Patients who have unresectable or metastatic melanoma with a BRAF V600E or V600K mutation have prolonged progression-free survival and overall survival when receiving treatment with BRAF inhibitors plus MEK inhibitors. However, long-term clinical outcomes in these patients remain undefined. To determine 5-year survival rates and clinical characteristics of the patients with durable benefit, we sought to review long-term data from randomized trials of combination therapy with BRAF and MEK inhibitors.
We analyzed pooled extended-survival data from two trials involving previously untreated patients who had received BRAF inhibitor dabrafenib (at a dose of 150 mg twice daily) plus MEK inhibitor trametinib (2 mg once daily) in the COMBI-d and COMBI-v trials. The median duration of follow-up was 22 months (range, 0 to 76). The primary end points in the COMBI-d and COMBI-v trials were progression-free survival and overall survival, respectively.

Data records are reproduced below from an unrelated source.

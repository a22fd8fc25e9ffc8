// SPDX-License-Identifier: BUSL-1.1
// Copyright (c) 2026 Alfred Jean LLC

use std::fmt;

/// Errors surfaced by the authenticated request pipeline.
///
/// `Clone` so a single refresh outcome can be handed to every waiter.
#[derive(Debug, Clone, PartialEq, Eq)]
pub enum AuthError {
    /// No response was received (connect, timeout, body read).
    Transport(String),
    /// The refresh call failed or was rejected. The session has been cleared.
    RefreshRejected(String),
    /// The request was replayed with a fresh token and still got 401.
    ReplayUnauthorized,
    /// Login or registration was rejected by the server.
    Rejected { status: u16, message: String },
    /// Non-success status returned to a typed JSON helper.
    Status { status: u16, body: String },
    /// Response body did not match the expected shape.
    Decode(String),
}

impl AuthError {
    pub fn as_str(&self) -> &'static str {
        match self {
            Self::Transport(_) => "TRANSPORT",
            Self::RefreshRejected(_) => "REFRESH_REJECTED",
            Self::ReplayUnauthorized => "REPLAY_UNAUTHORIZED",
            Self::Rejected { .. } => "REJECTED",
            Self::Status { .. } => "STATUS",
            Self::Decode(_) => "DECODE",
        }
    }

    /// HTTP status carried by this error, if any.
    pub fn http_status(&self) -> Option<u16> {
        match self {
            Self::ReplayUnauthorized => Some(401),
            Self::Rejected { status, .. } | Self::Status { status, .. } => Some(*status),
            _ => None,
        }
    }

    /// Whether the session was torn down as part of producing this error.
    pub fn is_session_fatal(&self) -> bool {
        matches!(self, Self::RefreshRejected(_))
    }
}

impl fmt::Display for AuthError {
    fn fmt(&self, f: &mut fmt::Formatter<'_>) -> fmt::Result {
        match self {
            Self::Transport(msg) => write!(f, "{}: {msg}", self.as_str()),
            Self::RefreshRejected(msg) => write!(f, "{}: {msg}", self.as_str()),
            Self::ReplayUnauthorized => {
                write!(f, "{}: request still unauthorized after token refresh", self.as_str())
            }
            Self::Rejected { status, message } => {
                write!(f, "{} ({status}): {message}", self.as_str())
            }
            Self::Status { status, body } => write!(f, "{} ({status}): {body}", self.as_str()),
            Self::Decode(msg) => write!(f, "{}: {msg}", self.as_str()),
        }
    }
}

impl std::error::Error for AuthError {}

impl From<reqwest::Error> for AuthError {
    fn from(e: reqwest::Error) -> Self {
        if e.is_decode() {
            Self::Decode(e.to_string())
        } else {
            Self::Transport(e.to_string())
        }
    }
}

#[cfg(test)]
#[path = "error_tests.rs"]
mod tests;
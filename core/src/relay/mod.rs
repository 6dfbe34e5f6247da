//! Store-and-forward relaying for the mesh
//!
//! Every node floods what it hears to its other neighbours until the
//! packet's ttl runs out. Duplicate and echo suppression keep the flood
//! from looping.

pub mod engine;

pub use engine::{packet_digest, DropReason, Forward, RelayDecision, RelayEngine};
// Relay engine — decide, per inbound frame, whether to deliver and/or forward
//
// Deliver and forward are independent: a broadcast is both delivered here
// and passed on. Only ttl gates forwarding.

use parking_lot::{Mutex, RwLock};
use std::collections::{BTreeSet, HashSet, VecDeque};
use tracing::{debug, warn};

use crate::wire::{self, Packet, PeerId, WireError};

/// Outcome of processing an inbound frame
#[derive(Debug, Clone, PartialEq, Eq)]
pub enum RelayDecision {
    /// Packet is well-formed and new
    Accept {
        packet: Packet,
        /// Addressed to us, to broadcast, or unaddressed
        deliver: bool,
        /// Re-encoded copy with ttl - 1, if it should travel further
        forward: Option<Forward>,
    },
    /// Packet is dropped; never delivered, never forwarded
    Drop(DropReason),
}

/// An encoded relay copy and the neighbours it goes to
#[derive(Debug, Clone, PartialEq, Eq)]
pub struct Forward {
    pub data: Vec<u8>,
    pub targets: Vec<PeerId>,
}

#[derive(Debug, Clone, PartialEq, Eq)]
pub enum DropReason {
    /// Failed to decode
    Malformed(WireError),
    /// Already seen via another path
    Duplicate,
    /// Our own packet echoed back
    OwnPacket,
}

/// Bounded FIFO set of packet digests
struct SeenCache {
    ids: HashSet<[u8; 32]>,
    order: VecDeque<[u8; 32]>,
    capacity: usize,
}

impl SeenCache {
    fn new(capacity: usize) -> Self {
        Self {
            ids: HashSet::with_capacity(capacity),
            order: VecDeque::with_capacity(capacity),
            capacity: capacity.max(1),
        }
    }

    /// Record `digest`; false if it was already present
    fn insert(&mut self, digest: [u8; 32]) -> bool {
        if !self.ids.insert(digest) {
            return false;
        }
        self.order.push_back(digest);
        while self.ids.len() > self.capacity {
            if let Some(old) = self.order.pop_front() {
                self.ids.remove(&old);
            }
        }
        true
    }

    fn len(&self) -> usize {
        self.ids.len()
    }
}

/// Stable identity of a packet across hops. TTL changes per hop and the
/// signature is optional, so neither is hashed.
pub fn packet_digest(packet: &Packet) -> [u8; 32] {
    let mut hasher = blake3::Hasher::new();
    hasher.update(&[packet.packet_type]);
    hasher.update(packet.sender_id.as_bytes());
    match &packet.recipient_id {
        Some(r) => {
            hasher.update(&[1]);
            hasher.update(r.as_bytes());
        }
        None => {
            hasher.update(&[0]);
        }
    }
    hasher.update(&packet.timestamp.to_be_bytes());
    hasher.update(&packet.payload);
    *hasher.finalize().as_bytes()
}

/// Relay decisions plus the connected-peer set they depend on
pub struct RelayEngine {
    local_id: PeerId,
    neighbours: RwLock<BTreeSet<PeerId>>,
    seen: Mutex<SeenCache>,
}

impl RelayEngine {
    pub fn new(local_id: PeerId, seen_capacity: usize) -> Self {
        Self {
            local_id,
            neighbours: RwLock::new(BTreeSet::new()),
            seen: Mutex::new(SeenCache::new(seen_capacity)),
        }
    }

    pub fn local_id(&self) -> PeerId {
        self.local_id
    }

    /// Returns true if the peer was not already connected
    pub fn add_peer(&self, peer: PeerId) -> bool {
        self.neighbours.write().insert(peer)
    }

    /// Returns true if the peer was connected
    pub fn remove_peer(&self, peer: &PeerId) -> bool {
        self.neighbours.write().remove(peer)
    }

    pub fn replace_peers(&self, peers: BTreeSet<PeerId>) {
        *self.neighbours.write() = peers;
    }

    pub fn is_connected(&self, peer: &PeerId) -> bool {
        self.neighbours.read().contains(peer)
    }

    /// Immutable snapshot of the connected set
    pub fn peers(&self) -> BTreeSet<PeerId> {
        self.neighbours.read().clone()
    }

    /// Record a packet as seen. False if it had been seen before.
    pub fn mark_seen(&self, packet: &Packet) -> bool {
        self.seen.lock().insert(packet_digest(packet))
    }

    pub fn seen_count(&self) -> usize {
        self.seen.lock().len()
    }

    /// Run the inbound pipeline on raw bytes that arrived from `from`.
    pub fn process_inbound(&self, data: &[u8], from: Option<PeerId>) -> RelayDecision {
        let packet = match wire::decode(data) {
            Ok(p) => p,
            Err(e) => {
                warn!("Dropping malformed packet ({} bytes): {}", data.len(), e);
                return RelayDecision::Drop(DropReason::Malformed(e));
            }
        };

        if packet.sender_id == self.local_id {
            debug!("Dropping own packet echoed back");
            return RelayDecision::Drop(DropReason::OwnPacket);
        }

        if !self.mark_seen(&packet) {
            debug!("Dropping duplicate packet from {}", packet.sender_id);
            return RelayDecision::Drop(DropReason::Duplicate);
        }

        let deliver = packet.is_for(&self.local_id);
        let forward = self.forward_copy(&packet, from);

        debug!(
            "Accepted type=0x{:02x} from {} ttl={} deliver={} forward_to={}",
            packet.packet_type,
            packet.sender_id,
            packet.ttl,
            deliver,
            forward.as_ref().map_or(0, |f| f.targets.len())
        );

        RelayDecision::Accept {
            packet,
            deliver,
            forward,
        }
    }

    /// Relay copy for every neighbour except the one it came from (and the
    /// originator, should it be a neighbour). None once ttl is spent.
    fn forward_copy(&self, packet: &Packet, from: Option<PeerId>) -> Option<Forward> {
        if packet.ttl <= 1 {
            return None;
        }

        let targets: Vec<PeerId> = self
            .neighbours
            .read()
            .iter()
            .filter(|p| Some(**p) != from && **p != packet.sender_id)
            .copied()
            .collect();
        if targets.is_empty() {
            return None;
        }

        match wire::encode(&packet.relay_copy()) {
            Ok(data) => Some(Forward { data, targets }),
            Err(e) => {
                warn!("Failed to re-encode relay copy: {}", e);
                None
            }
        }
    }
}

#[cfg(test)]
mod tests {
    use super::*;
    use crate::wire::PacketType;

    fn id(s: &str) -> PeerId {
        PeerId::from_str_lossy(s)
    }

    fn engine_with(peers: &[&str]) -> RelayEngine {
        let engine = RelayEngine::new(id("local"), 100);
        for p in peers {
            engine.add_peer(id(p));
        }
        engine
    }

    fn frame(ttl: u8, sender: &str, recipient: Option<PeerId>) -> Vec<u8> {
        let mut packet = Packet::new(PacketType::Message, ttl, id(sender), b"hello".to_vec());
        packet.recipient_id = recipient;
        wire::encode(&packet).unwrap()
    }

    #[test]
    fn test_malformed_never_relayed() {
        let engine = engine_with(&["a", "b"]);
        let decision = engine.process_inbound(&[1, 2, 3], Some(id("a")));
        assert!(matches!(
            decision,
            RelayDecision::Drop(DropReason::Malformed(WireError::BufferTooShort { .. }))
        ));
    }

    #[test]
    fn test_ttl_one_delivered_not_forwarded() {
        let engine = engine_with(&["a", "b"]);
        match engine.process_inbound(&frame(1, "origin", None), Some(id("a"))) {
            RelayDecision::Accept { deliver, forward, .. } => {
                assert!(deliver);
                assert!(forward.is_none());
            }
            other => panic!("unexpected {other:?}"),
        }
    }

    #[test]
    fn test_forward_decrements_and_excludes_arrival_peer() {
        let engine = engine_with(&["a", "b", "c"]);
        match engine.process_inbound(&frame(5, "origin", Some(PeerId::BROADCAST)), Some(id("a"))) {
            RelayDecision::Accept { deliver, forward, .. } => {
                assert!(deliver);
                let forward = forward.unwrap();
                assert_eq!(forward.targets, vec![id("b"), id("c")]);
                assert_eq!(wire::decode(&forward.data).unwrap().ttl, 4);
            }
            other => panic!("unexpected {other:?}"),
        }
    }

    #[test]
    fn test_unicast_for_other_forwarded_not_delivered() {
        let engine = engine_with(&["a", "b"]);
        match engine.process_inbound(&frame(3, "origin", Some(id("far"))), Some(id("a"))) {
            RelayDecision::Accept { deliver, forward, .. } => {
                assert!(!deliver);
                assert_eq!(forward.unwrap().targets, vec![id("b")]);
            }
            other => panic!("unexpected {other:?}"),
        }
    }

    #[test]
    fn test_unicast_for_us_still_forwarded_when_ttl_allows() {
        let engine = engine_with(&["a", "b"]);
        match engine.process_inbound(&frame(3, "origin", Some(id("local"))), Some(id("a"))) {
            RelayDecision::Accept { deliver, forward, .. } => {
                assert!(deliver);
                assert!(forward.is_some());
            }
            other => panic!("unexpected {other:?}"),
        }
    }

    #[test]
    fn test_duplicate_dropped_even_with_lower_ttl() {
        let engine = engine_with(&["a", "b"]);
        let original = Packet::new(PacketType::Message, 5, id("origin"), b"x".to_vec());
        let first = wire::encode(&original).unwrap();
        let relayed = wire::encode(&original.relay_copy()).unwrap();

        assert!(matches!(engine.process_inbound(&first, Some(id("a"))), RelayDecision::Accept { .. }));
        assert_eq!(
            engine.process_inbound(&relayed, Some(id("b"))),
            RelayDecision::Drop(DropReason::Duplicate)
        );
    }

    #[test]
    fn test_own_packet_dropped() {
        let engine = engine_with(&["a"]);
        assert_eq!(
            engine.process_inbound(&frame(5, "local", None), Some(id("a"))),
            RelayDecision::Drop(DropReason::OwnPacket)
        );
    }

    #[test]
    fn test_originator_not_targeted() {
        let engine = engine_with(&["origin", "b"]);
        match engine.process_inbound(&frame(4, "origin", None), None) {
            RelayDecision::Accept { forward, .. } => {
                assert_eq!(forward.unwrap().targets, vec![id("b")]);
            }
            other => panic!("unexpected {other:?}"),
        }
    }

    #[test]
    fn test_no_other_neighbours_means_no_forward() {
        let engine = engine_with(&["a"]);
        match engine.process_inbound(&frame(7, "origin", None), Some(id("a"))) {
            RelayDecision::Accept { forward, .. } => assert!(forward.is_none()),
            other => panic!("unexpected {other:?}"),
        }
    }

    #[test]
    fn test_seen_cache_is_bounded_fifo() {
        let mut cache = SeenCache::new(2);
        assert!(cache.insert([1; 32]));
        assert!(cache.insert([2; 32]));
        assert!(!cache.insert([1; 32]));
        assert!(cache.insert([3; 32]));
        assert_eq!(cache.len(), 2);
        // [1] was evicted first
        assert!(cache.insert([1; 32]));
    }

    #[test]
    fn test_peer_set_management() {
        let engine = engine_with(&[]);
        assert!(engine.add_peer(id("a")));
        assert!(!engine.add_peer(id("a")));
        assert!(engine.is_connected(&id("a")));
        assert!(engine.remove_peer(&id("a")));
        assert!(!engine.remove_peer(&id("a")));

        engine.replace_peers([id("x"), id("y")].into_iter().collect());
        assert_eq!(engine.peers().len(), 2);
    }
}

A total of 563 patients were randomly assigned to receive dabrafenib plus trametinib (211 in the COMBI-d trial and 352 in the COMBI-v trial). The progression-free survival rates were 21% (95% confidence interval [CI], 17 to 24) at 4 years and 19% (95% CI, 15 to 22) at 5 years. The overall survival rates were 37% (95% CI, 33 to 42) at 4 years and 34% (95% CI, 30 to 38) at 5 years. In multivariate analysis, several baseline factors (e.g., performance status, age, sex, number of organ sites with metastasis, and lactate dehydrogenase level) were significantly associated with both progression-free survival and overall survival. A complete response occurred in 109 patients (19%) and was associated with an improved long-term outcome, with an overall survival rate of 71% (95% CI, 62 to 79) at 5 years.
First-line treatment with dabrafenib plus trametinib led to long-term benefit in approximately one third of the patients who had unresectable or metastatic melanoma with a BRAF V600E or V600K mutation.